The People's Republic of Petaflops

In the Hopper

The fifth most-powerful super in the world based on the Linpack tests (at least the ones we know about) is a brand new box called Hopper. Installed at the US DOE's National Energy Research Scientific Computing center, Hopper is a Cray XE6 super using that new Gemini interconnect and twelve-core Opteron 6100 processors - no fancy schmancy GPU co-processors. (Well, at least not yet, anyway.) Hopper has 153,408 cores spinning at 2.1 GHz and delivers 1.05 petaflops of sustained performance with an efficiency of 82 per cent.

If it is not yet obvious, there is a bottleneck in getting parallel supercomputer nodes to talk through their networking stacks running on their x64 processors and out over the PCI-Express 2.0 bus. If Nvidia or AMD want to do something useful, embedding a baby x64 processor inside of a GPU co-processor along with a switchable 10 Gigabit Ethernet or 40 Gb/sec InfiniBand port would make a very interesting baby server node. Throw in cache coherence between the x64 and GPU processors and maybe getting to 50 petaflops won't seem like such a big deal.
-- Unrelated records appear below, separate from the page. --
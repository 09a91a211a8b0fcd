//! Error types for registry tag deletion

use thiserror::Error;

pub type Result<T> = std::result::Result<T, DeleterError>;

#[derive(Error, Debug)]
pub enum DeleterError {
    /// Probe response carried no usable WWW-Authenticate challenge
    #[error("Could not fetch authentication info from request with status {status}: {body}")]
    AuthDiscovery { status: u16, body: String },

    /// Token service rejected the basic-auth exchange
    #[error("Auth failed with status {status}: {body}")]
    TokenExchange { status: u16, body: String },

    /// Manifest GET or DELETE returned 404
    #[error("{0}")]
    TagNotFound(String),

    /// Manifest GET succeeded but the digest header was absent or empty
    #[error("Tag digest header of the manifest was empty")]
    MissingDigest,

    /// Manifest GET failed with a non-404 error status
    #[error("Fetching tag infos failed with status {status}: {body}")]
    ManifestFetch { status: u16, body: String },

    /// Manifest DELETE failed with a non-404 error status
    #[error("Deleting tag failed with status {status}: {body}")]
    TagDeletion { status: u16, body: String },

    /// Transport-level failure
    #[error("Network error: {0}")]
    Network(#[from] reqwest::Error),

    /// Malformed response payload or header bytes
    #[error("Parse error: {0}")]
    Parse(String),

    /// Bad configuration input
    #[error("Validation error: {0}")]
    Validation(String),
}

impl DeleterError {
    /// Whether this error is the distinguished missing-tag condition that
    /// callers may downgrade to a non-fatal outcome.
    pub fn is_not_found(&self) -> bool {
        matches!(self, DeleterError::TagNotFound(_))
    }
}
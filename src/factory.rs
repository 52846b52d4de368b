//! Filepath: src/factory.rs
//!
//! Typed object/array facade over [`Storage`].
//!
//! An [`ObjectFactory`] allocates managed-runtime objects and arrays on
//! behalf of mutator threads. Each thread builds its allocations through
//! a [`ThreadQueue`] (a [`Producer`] plus typed helpers) and publishes
//! them in batches; the collector walks the live set through
//! [`FactoryIter`], which tells objects from arrays by the descriptor
//! stored in each payload's header.
//!
//! Payloads are plain bytes: a header ([`ObjHeader`] or [`ArrayHeader`])
//! followed by the zero-initialized body or elements. Erasing a payload
//! releases its bytes; there is no per-object drop glue.

use std::fmt as StdFmt;
use std::marker::PhantomData;
use std::ptr::NonNull;

use crate::storage::{AllocError, Iter, Producer, Storage};

pub mod header;

pub use header::{ArrayHeader, ObjHeader, TypeInfo};

/// The platform's max fundamental alignment; every payload the factory
/// hands out honors it, so any object field layout is representable.
pub const MAX_FUNDAMENTAL_ALIGNMENT: usize = align_of::<u128>();

// ============================================================================
//  ObjectFactory
// ============================================================================

/// Allocation-and-enumeration substrate for a garbage-collected runtime.
///
/// A runtime typically owns exactly one. There is no process-wide state;
/// independent factories do not interact.
///
/// # Example
///
/// ```
/// use objfactory::{ObjectFactory, TypeInfo};
///
/// static POINT: TypeInfo = TypeInfo::for_object(16);
///
/// let factory = ObjectFactory::new();
/// let mut queue = factory.thread_queue();
/// queue.create_object(&POINT).unwrap();
/// queue.publish();
///
/// let iter = factory.iter();
/// assert!(!iter.current().unwrap().is_array());
/// ```
pub struct ObjectFactory {
    storage: Storage<MAX_FUNDAMENTAL_ALIGNMENT>,
}

impl ObjectFactory {
    /// Create an empty factory.
    #[must_use]
    pub fn new() -> Self {
        Self {
            storage: Storage::new(),
        }
    }

    /// Create a thread-local allocation queue bound to this factory.
    #[must_use]
    pub fn thread_queue(&self) -> ThreadQueue<'_> {
        ThreadQueue {
            producer: self.storage.producer(),
        }
    }

    /// Return the sole iterator over published objects and arrays.
    ///
    /// # Panics
    ///
    /// Panics if another iterator is already live.
    #[must_use]
    pub fn iter(&self) -> FactoryIter<'_> {
        FactoryIter {
            iter: self.storage.iter(),
        }
    }

    /// Published payload count; see [`Storage::len_approx`].
    #[must_use]
    pub fn len_approx(&self) -> usize {
        self.storage.len_approx()
    }
}

impl Default for ObjectFactory {
    fn default() -> Self {
        Self::new()
    }
}

impl StdFmt::Debug for ObjectFactory {
    fn fmt(&self, f: &mut StdFmt::Formatter<'_>) -> StdFmt::Result {
        f.debug_struct("ObjectFactory")
            .field("len_approx", &self.len_approx())
            .finish()
    }
}

// ============================================================================
//  ThreadQueue
// ============================================================================

/// Per-thread allocation queue: a [`Producer`] plus typed helpers.
///
/// Allocations are invisible to the collector until [`Self::publish`];
/// dropping the queue publishes whatever is pending.
pub struct ThreadQueue<'f> {
    producer: Producer<'f, MAX_FUNDAMENTAL_ALIGNMENT>,
}

impl ThreadQueue<'_> {
    /// Allocate an object payload: an [`ObjHeader`] carrying `type_info`,
    /// followed by `instance_size` zeroed body bytes. Returns the header
    /// pointer, stable until the payload is erased.
    ///
    /// # Errors
    ///
    /// [`AllocError`] if the allocation fails.
    ///
    /// # Panics
    ///
    /// Panics if `type_info` is an array descriptor.
    pub fn create_object(
        &mut self,
        type_info: &'static TypeInfo,
    ) -> Result<NonNull<ObjHeader>, AllocError> {
        let size: usize = size_of::<ObjHeader>() + type_info.object_size();
        let payload: NonNull<u8> = self.producer.insert_bytes(size)?;

        // SAFETY: the payload region is `size` writable bytes at
        // MAX_FUNDAMENTAL_ALIGNMENT, which satisfies the header layout.
        unsafe {
            payload.write_bytes(0, size);
            let obj: NonNull<ObjHeader> = payload.cast::<ObjHeader>();
            obj.write(ObjHeader::new(type_info));
            Ok(obj)
        }
    }

    /// Allocate an array payload: an [`ArrayHeader`] carrying `type_info`
    /// and `count`, followed by `element_size * count` zeroed element
    /// bytes. Returns the header pointer, stable until the payload is
    /// erased.
    ///
    /// # Errors
    ///
    /// [`AllocError`] if the allocation fails or the element region
    /// overflows.
    ///
    /// # Panics
    ///
    /// Panics if `type_info` is an object descriptor.
    pub fn create_array(
        &mut self,
        type_info: &'static TypeInfo,
        count: u32,
    ) -> Result<NonNull<ArrayHeader>, AllocError> {
        let elements: usize = type_info
            .element_size()
            .checked_mul(count as usize)
            .ok_or(AllocError::LayoutOverflow)?;
        let size: usize = size_of::<ArrayHeader>()
            .checked_add(elements)
            .ok_or(AllocError::LayoutOverflow)?;
        let payload: NonNull<u8> = self.producer.insert_bytes(size)?;

        // SAFETY: as in create_object.
        unsafe {
            payload.write_bytes(0, size);
            let array: NonNull<ArrayHeader> = payload.cast::<ArrayHeader>();
            array.write(ArrayHeader::new(type_info, count));
            Ok(array)
        }
    }

    /// Make pending allocations visible to the collector.
    pub fn publish(&mut self) {
        self.producer.publish();
    }

    /// Pending (unpublished) allocation count.
    #[must_use]
    pub fn len(&self) -> usize {
        self.producer.len()
    }

    /// Whether nothing is pending.
    #[must_use]
    pub fn is_empty(&self) -> bool {
        self.producer.is_empty()
    }
}

// ============================================================================
//  FactoryIter
// ============================================================================

/// View of the payload under the cursor: either an object or an array,
/// discriminated by the descriptor in its header.
pub struct HeapRef<'a> {
    payload: NonNull<u8>,
    _marker: PhantomData<&'a ()>,
}

impl HeapRef<'_> {
    /// The descriptor stored in this payload's header.
    #[must_use]
    pub fn type_info(&self) -> &'static TypeInfo {
        // SAFETY: every factory payload starts with a header whose first
        // field is the `&'static` descriptor pointer (see header.rs).
        unsafe { &*self.payload.cast::<*const TypeInfo>().read() }
    }

    /// Whether this payload is an array.
    #[must_use]
    pub fn is_array(&self) -> bool {
        self.type_info().is_array()
    }

    /// The object header.
    ///
    /// # Panics
    ///
    /// Panics if this payload is an array.
    #[must_use]
    pub fn obj_header(&self) -> NonNull<ObjHeader> {
        assert!(!self.is_array(), "payload is an array, not an object");
        self.payload.cast::<ObjHeader>()
    }

    /// The array header.
    ///
    /// # Panics
    ///
    /// Panics if this payload is an object.
    #[must_use]
    pub fn array_header(&self) -> NonNull<ArrayHeader> {
        assert!(self.is_array(), "payload is an object, not an array");
        self.payload.cast::<ArrayHeader>()
    }
}

/// The collector's cursor: [`Iter`] plus header discrimination.
///
/// Single-reader and erase semantics are those of [`Iter`].
pub struct FactoryIter<'f> {
    iter: Iter<'f, MAX_FUNDAMENTAL_ALIGNMENT>,
}

impl FactoryIter<'_> {
    /// View the payload under the cursor, or `None` at end.
    #[must_use]
    pub fn current(&self) -> Option<HeapRef<'_>> {
        let node = self.iter.current()?;
        Some(HeapRef {
            payload: node.data(),
            _marker: PhantomData,
        })
    }

    /// Move the cursor to the successor.
    ///
    /// # Panics
    ///
    /// Panics past the end.
    pub fn advance(&mut self) {
        self.iter.advance();
    }

    /// Unlink and free the payload under the cursor, then move on.
    ///
    /// # Panics
    ///
    /// Panics past the end.
    pub fn erase_and_advance(&mut self) {
        self.iter.erase_and_advance();
    }
}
The Bull Tera-100 super at the Commissariat a l'Energie Atomique in France, is based on Intel's Xeon 7500 high-end processors and Bull's bullx supercomputer blades and ranks sixth in the world. The machine uses QDR InfiniBand to lash the nodes together, and is rated at 1.05 petaflops. This machine does not have GPUs in it from either AMD or Nvidia, and neither does number eight, the Kraken XT5 super from Cray that is owned by the University of Tennessee and which is operated by DOE's Oak Ridge National Laboratory. Kraken delivers 831.7 teraflops of sustained Linpack performance, unchanged from when it came onto the list a year ago.

Number seven on the list, the Roadrunner Opteron blade system at Los Alamos National Laboratory (another DOE site) does use accelerators, but they are IBM's now defunct Cell co-processors, which are based on IBM's Power cores and which have eight vector math units per chip. While the Roadrunner machine demonstrated the viability of co-processors to push up to the petaflops. But Roadrunner is stalled at 1.04 petaflops, is probably not going to be upgraded, and is therefore uninteresting even if it will do lots of good work for the DOE. (If you consider designing nuclear weapons good work, of course.)

Number nine on the list is the BlueGene/P super, named Jugene, built by IBM for the Forschungszentrum Juelich in Germany, which debuted at number three at 825.5 teraflops on the June 2009 list and hasn't changed since then. Rounding out the top ten on the Top 500 list is the Cielo Cray XE6 at Los Alamos, a new box that is rated at 816.6 teraflops of sustained Linpack performance.